▸ **ABOUT THIS TASK**: Quote the entries below from the line with "nothing left running." through the line with "use std::sync::Arc;", both ends included, and only those lines.

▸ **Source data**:

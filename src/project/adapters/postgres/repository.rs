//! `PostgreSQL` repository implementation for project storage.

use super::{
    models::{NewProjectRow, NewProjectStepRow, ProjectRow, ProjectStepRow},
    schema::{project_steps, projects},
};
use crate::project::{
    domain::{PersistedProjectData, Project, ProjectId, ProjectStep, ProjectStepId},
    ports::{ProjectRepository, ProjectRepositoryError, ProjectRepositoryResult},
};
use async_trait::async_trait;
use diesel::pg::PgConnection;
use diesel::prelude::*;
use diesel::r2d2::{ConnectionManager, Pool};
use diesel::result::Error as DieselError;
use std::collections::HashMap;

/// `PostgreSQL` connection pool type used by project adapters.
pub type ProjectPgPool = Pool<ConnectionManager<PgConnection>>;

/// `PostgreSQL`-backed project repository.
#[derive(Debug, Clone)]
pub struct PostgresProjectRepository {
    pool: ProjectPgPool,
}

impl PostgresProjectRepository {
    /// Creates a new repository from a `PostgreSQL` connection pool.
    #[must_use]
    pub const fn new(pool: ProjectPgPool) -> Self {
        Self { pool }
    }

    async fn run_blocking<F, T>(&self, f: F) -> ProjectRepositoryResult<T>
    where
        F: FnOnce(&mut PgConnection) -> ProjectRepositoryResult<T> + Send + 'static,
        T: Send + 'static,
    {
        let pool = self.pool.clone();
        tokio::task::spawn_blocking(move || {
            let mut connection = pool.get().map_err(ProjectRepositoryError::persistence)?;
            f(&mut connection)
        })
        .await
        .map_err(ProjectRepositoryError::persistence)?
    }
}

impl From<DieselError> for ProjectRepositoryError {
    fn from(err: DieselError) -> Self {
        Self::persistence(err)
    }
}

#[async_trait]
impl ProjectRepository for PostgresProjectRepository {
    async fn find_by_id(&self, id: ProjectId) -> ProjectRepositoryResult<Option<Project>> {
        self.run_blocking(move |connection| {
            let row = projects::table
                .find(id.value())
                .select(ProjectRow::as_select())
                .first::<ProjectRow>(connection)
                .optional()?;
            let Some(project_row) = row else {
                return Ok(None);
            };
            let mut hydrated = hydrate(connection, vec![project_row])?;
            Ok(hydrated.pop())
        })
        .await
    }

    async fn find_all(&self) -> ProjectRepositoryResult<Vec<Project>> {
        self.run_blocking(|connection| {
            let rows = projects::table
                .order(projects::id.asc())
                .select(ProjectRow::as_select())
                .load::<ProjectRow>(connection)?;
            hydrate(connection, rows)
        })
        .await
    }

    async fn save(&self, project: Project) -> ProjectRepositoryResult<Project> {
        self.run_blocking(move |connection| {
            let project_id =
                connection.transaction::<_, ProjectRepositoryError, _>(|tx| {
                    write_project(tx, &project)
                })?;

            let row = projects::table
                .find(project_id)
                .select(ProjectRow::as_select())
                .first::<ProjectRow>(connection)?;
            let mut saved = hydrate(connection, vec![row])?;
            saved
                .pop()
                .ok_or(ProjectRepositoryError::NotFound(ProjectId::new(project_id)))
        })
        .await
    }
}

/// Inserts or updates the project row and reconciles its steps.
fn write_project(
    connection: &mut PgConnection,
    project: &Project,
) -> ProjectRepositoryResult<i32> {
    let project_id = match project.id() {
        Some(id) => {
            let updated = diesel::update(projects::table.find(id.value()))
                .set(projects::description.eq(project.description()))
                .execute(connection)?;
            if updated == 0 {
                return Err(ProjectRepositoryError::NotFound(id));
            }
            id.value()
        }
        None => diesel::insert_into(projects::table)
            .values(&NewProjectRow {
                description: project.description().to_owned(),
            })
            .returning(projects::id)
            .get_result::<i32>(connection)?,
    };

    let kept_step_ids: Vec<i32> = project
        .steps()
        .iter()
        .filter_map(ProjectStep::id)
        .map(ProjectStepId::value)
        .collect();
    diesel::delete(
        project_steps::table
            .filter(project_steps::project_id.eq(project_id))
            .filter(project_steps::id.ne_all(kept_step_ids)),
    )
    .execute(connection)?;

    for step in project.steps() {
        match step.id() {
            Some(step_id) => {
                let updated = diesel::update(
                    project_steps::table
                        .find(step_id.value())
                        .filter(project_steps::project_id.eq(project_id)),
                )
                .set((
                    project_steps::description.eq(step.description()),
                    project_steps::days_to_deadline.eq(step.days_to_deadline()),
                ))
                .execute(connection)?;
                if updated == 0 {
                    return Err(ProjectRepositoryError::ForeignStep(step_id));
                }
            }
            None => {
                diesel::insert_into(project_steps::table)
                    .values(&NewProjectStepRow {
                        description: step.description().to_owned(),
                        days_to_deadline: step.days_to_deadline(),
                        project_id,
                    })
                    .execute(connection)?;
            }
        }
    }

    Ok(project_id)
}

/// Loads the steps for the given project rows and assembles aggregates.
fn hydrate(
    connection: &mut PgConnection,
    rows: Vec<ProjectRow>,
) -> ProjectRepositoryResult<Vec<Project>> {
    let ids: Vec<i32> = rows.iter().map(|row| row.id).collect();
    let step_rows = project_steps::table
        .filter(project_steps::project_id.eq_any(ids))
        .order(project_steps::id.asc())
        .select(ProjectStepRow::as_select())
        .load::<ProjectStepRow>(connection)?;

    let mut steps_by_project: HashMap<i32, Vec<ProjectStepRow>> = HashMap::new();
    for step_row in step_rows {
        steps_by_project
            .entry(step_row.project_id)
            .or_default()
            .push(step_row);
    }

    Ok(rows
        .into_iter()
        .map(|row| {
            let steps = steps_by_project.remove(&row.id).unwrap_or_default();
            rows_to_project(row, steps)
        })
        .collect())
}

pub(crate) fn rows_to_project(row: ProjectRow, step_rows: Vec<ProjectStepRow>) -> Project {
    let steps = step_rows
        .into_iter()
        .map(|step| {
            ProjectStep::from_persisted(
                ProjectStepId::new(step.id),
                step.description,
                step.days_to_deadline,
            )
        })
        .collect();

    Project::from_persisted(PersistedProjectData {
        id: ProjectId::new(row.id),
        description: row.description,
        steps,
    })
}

--

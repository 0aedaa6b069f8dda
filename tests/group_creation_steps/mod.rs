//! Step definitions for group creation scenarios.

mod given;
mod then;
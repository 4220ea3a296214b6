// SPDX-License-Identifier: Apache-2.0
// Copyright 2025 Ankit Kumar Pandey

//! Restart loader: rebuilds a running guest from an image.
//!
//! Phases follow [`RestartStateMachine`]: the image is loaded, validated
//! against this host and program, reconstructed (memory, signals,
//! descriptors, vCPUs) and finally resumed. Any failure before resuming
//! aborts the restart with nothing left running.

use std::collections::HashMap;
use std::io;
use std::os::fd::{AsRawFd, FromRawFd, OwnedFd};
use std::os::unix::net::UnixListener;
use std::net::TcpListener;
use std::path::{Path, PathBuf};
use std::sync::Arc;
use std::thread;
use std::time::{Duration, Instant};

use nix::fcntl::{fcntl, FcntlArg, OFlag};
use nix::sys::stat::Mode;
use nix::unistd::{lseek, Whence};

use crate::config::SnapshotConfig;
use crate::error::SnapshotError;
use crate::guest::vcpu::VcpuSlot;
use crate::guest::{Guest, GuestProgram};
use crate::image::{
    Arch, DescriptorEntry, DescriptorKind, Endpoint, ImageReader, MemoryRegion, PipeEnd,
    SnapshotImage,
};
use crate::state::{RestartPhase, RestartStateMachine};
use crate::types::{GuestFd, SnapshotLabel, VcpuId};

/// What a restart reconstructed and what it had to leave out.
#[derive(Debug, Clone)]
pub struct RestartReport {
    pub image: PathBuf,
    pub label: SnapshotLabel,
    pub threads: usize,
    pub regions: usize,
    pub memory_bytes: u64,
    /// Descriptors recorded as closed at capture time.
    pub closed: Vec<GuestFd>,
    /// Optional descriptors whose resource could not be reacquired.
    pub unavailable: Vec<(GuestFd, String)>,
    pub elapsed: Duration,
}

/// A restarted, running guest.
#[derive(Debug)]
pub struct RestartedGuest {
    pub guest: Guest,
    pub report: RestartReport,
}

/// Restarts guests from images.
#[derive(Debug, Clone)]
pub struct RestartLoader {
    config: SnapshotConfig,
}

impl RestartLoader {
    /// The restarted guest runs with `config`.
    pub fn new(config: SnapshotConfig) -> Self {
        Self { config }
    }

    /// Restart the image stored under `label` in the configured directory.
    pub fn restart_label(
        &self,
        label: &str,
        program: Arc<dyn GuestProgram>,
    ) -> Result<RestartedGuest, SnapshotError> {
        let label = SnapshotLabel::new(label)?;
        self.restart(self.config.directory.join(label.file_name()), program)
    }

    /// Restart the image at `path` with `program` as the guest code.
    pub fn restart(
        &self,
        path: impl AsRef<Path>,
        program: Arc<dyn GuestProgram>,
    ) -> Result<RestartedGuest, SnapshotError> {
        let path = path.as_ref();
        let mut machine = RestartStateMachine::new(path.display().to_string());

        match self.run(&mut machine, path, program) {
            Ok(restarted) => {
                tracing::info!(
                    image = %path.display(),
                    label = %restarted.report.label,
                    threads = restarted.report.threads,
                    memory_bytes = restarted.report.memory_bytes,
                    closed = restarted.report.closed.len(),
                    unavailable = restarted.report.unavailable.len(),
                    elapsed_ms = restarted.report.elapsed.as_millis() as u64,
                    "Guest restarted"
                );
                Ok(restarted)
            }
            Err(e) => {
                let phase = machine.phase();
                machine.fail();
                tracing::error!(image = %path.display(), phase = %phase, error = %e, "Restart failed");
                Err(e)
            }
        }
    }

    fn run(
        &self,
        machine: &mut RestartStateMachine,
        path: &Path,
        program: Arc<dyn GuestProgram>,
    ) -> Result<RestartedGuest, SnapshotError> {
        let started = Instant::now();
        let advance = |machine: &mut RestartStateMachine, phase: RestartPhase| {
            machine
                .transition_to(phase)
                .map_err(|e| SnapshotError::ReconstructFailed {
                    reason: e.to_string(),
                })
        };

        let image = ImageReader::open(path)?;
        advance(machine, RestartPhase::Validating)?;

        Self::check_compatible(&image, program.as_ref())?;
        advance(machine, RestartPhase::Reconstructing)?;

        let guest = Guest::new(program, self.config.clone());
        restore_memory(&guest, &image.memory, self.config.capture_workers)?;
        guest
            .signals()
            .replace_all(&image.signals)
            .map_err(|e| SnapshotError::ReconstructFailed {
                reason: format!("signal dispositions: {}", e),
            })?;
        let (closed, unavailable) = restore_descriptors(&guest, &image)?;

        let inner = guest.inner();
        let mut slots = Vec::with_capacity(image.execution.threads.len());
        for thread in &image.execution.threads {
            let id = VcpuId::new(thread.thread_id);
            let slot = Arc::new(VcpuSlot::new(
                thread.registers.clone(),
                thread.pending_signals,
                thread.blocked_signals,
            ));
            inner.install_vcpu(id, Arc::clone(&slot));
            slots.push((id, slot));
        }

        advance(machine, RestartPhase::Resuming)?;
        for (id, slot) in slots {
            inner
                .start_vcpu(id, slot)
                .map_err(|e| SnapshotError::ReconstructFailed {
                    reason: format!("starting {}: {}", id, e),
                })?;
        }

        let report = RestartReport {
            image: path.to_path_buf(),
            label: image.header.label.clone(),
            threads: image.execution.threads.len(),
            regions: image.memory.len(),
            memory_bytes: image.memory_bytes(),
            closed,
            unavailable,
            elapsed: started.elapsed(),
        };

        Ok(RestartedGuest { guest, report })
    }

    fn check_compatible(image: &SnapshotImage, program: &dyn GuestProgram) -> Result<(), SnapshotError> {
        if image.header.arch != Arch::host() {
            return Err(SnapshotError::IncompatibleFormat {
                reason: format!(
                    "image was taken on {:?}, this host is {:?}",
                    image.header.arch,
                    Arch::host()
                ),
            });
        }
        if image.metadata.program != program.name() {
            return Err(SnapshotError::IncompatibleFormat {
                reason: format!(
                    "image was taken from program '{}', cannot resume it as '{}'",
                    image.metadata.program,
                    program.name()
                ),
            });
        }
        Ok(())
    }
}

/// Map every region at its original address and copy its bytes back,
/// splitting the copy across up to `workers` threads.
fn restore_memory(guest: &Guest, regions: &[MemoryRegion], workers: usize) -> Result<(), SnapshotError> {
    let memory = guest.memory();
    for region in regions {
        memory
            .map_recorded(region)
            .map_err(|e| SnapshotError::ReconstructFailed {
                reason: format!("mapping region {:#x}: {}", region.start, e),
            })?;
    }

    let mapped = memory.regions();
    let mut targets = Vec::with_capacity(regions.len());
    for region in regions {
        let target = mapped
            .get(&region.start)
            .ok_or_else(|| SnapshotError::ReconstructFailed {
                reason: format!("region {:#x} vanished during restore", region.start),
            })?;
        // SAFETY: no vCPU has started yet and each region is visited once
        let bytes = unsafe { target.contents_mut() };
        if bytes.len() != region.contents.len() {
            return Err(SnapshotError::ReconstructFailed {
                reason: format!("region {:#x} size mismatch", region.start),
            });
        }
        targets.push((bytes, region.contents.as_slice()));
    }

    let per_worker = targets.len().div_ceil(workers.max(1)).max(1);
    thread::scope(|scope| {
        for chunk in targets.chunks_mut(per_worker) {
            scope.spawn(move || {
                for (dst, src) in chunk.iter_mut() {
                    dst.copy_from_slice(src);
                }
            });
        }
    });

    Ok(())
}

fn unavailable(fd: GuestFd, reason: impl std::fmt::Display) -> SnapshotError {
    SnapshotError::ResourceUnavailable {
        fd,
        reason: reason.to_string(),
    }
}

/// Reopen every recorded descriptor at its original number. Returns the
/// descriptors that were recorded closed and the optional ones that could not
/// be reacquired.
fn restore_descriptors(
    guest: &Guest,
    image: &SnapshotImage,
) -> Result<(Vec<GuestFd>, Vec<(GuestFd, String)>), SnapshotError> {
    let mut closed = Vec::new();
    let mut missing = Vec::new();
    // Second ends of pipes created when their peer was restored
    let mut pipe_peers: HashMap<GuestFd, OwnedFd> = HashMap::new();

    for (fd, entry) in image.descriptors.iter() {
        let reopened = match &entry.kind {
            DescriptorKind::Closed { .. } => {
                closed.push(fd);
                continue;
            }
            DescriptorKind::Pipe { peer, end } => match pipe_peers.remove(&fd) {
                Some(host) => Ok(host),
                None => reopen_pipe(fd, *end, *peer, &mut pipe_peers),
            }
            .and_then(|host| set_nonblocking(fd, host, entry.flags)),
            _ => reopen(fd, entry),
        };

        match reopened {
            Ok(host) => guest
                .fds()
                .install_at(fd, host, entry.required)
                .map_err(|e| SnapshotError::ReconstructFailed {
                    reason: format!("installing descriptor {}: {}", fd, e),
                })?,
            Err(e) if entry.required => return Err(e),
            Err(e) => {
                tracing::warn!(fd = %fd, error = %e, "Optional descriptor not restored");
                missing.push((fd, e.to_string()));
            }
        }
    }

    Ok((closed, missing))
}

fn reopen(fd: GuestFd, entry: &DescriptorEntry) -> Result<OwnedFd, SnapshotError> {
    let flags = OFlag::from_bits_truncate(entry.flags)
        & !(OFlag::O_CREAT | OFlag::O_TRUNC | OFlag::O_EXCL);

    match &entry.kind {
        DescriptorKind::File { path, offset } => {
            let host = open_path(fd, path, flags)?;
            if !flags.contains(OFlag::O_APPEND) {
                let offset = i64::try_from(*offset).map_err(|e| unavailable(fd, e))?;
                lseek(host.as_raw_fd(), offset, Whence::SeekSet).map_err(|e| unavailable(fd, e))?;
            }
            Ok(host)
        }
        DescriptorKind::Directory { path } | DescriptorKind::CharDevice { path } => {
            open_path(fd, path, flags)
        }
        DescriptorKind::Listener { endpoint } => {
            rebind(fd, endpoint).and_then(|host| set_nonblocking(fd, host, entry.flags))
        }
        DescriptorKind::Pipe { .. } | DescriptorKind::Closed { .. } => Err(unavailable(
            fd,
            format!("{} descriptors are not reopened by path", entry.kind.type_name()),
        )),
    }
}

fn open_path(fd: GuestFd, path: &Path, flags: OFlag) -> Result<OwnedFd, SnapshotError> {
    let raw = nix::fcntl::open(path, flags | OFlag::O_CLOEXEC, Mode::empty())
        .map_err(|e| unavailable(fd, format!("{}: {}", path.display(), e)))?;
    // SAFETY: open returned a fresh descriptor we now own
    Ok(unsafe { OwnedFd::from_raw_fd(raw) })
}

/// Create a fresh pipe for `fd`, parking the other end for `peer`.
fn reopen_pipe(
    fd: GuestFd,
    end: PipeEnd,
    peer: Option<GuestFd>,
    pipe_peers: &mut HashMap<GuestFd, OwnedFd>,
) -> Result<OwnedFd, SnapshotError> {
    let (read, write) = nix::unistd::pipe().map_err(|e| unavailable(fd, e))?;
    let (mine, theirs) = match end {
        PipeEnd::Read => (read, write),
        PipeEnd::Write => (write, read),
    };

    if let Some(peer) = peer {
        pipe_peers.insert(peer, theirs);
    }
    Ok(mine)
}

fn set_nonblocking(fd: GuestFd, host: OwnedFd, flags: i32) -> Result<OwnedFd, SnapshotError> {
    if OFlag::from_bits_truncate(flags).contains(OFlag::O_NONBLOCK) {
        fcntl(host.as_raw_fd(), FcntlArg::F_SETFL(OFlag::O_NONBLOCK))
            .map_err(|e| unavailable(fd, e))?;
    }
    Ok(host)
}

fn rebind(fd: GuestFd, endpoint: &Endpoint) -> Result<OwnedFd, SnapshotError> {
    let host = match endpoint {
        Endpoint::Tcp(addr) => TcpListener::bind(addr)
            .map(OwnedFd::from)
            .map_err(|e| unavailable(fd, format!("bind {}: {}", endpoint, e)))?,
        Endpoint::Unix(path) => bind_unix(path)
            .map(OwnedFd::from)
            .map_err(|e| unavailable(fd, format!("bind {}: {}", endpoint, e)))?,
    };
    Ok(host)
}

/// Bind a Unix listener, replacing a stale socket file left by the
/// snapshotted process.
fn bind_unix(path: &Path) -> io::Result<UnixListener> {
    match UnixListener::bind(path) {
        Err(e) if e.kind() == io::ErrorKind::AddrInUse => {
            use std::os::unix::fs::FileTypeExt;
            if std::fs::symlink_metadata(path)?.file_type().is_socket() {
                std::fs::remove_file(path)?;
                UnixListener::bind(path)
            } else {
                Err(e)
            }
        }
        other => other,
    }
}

▸ **SOLUTION FOR THIS TASK**:
//! aborts the restart with nothing left running.

use std::collections::HashMap;
use std::io;
use std::os::fd::{AsRawFd, FromRawFd, OwnedFd};
use std::os::unix::net::UnixListener;
use std::net::TcpListener;
use std::path::{Path, PathBuf};
use std::sync::Arc;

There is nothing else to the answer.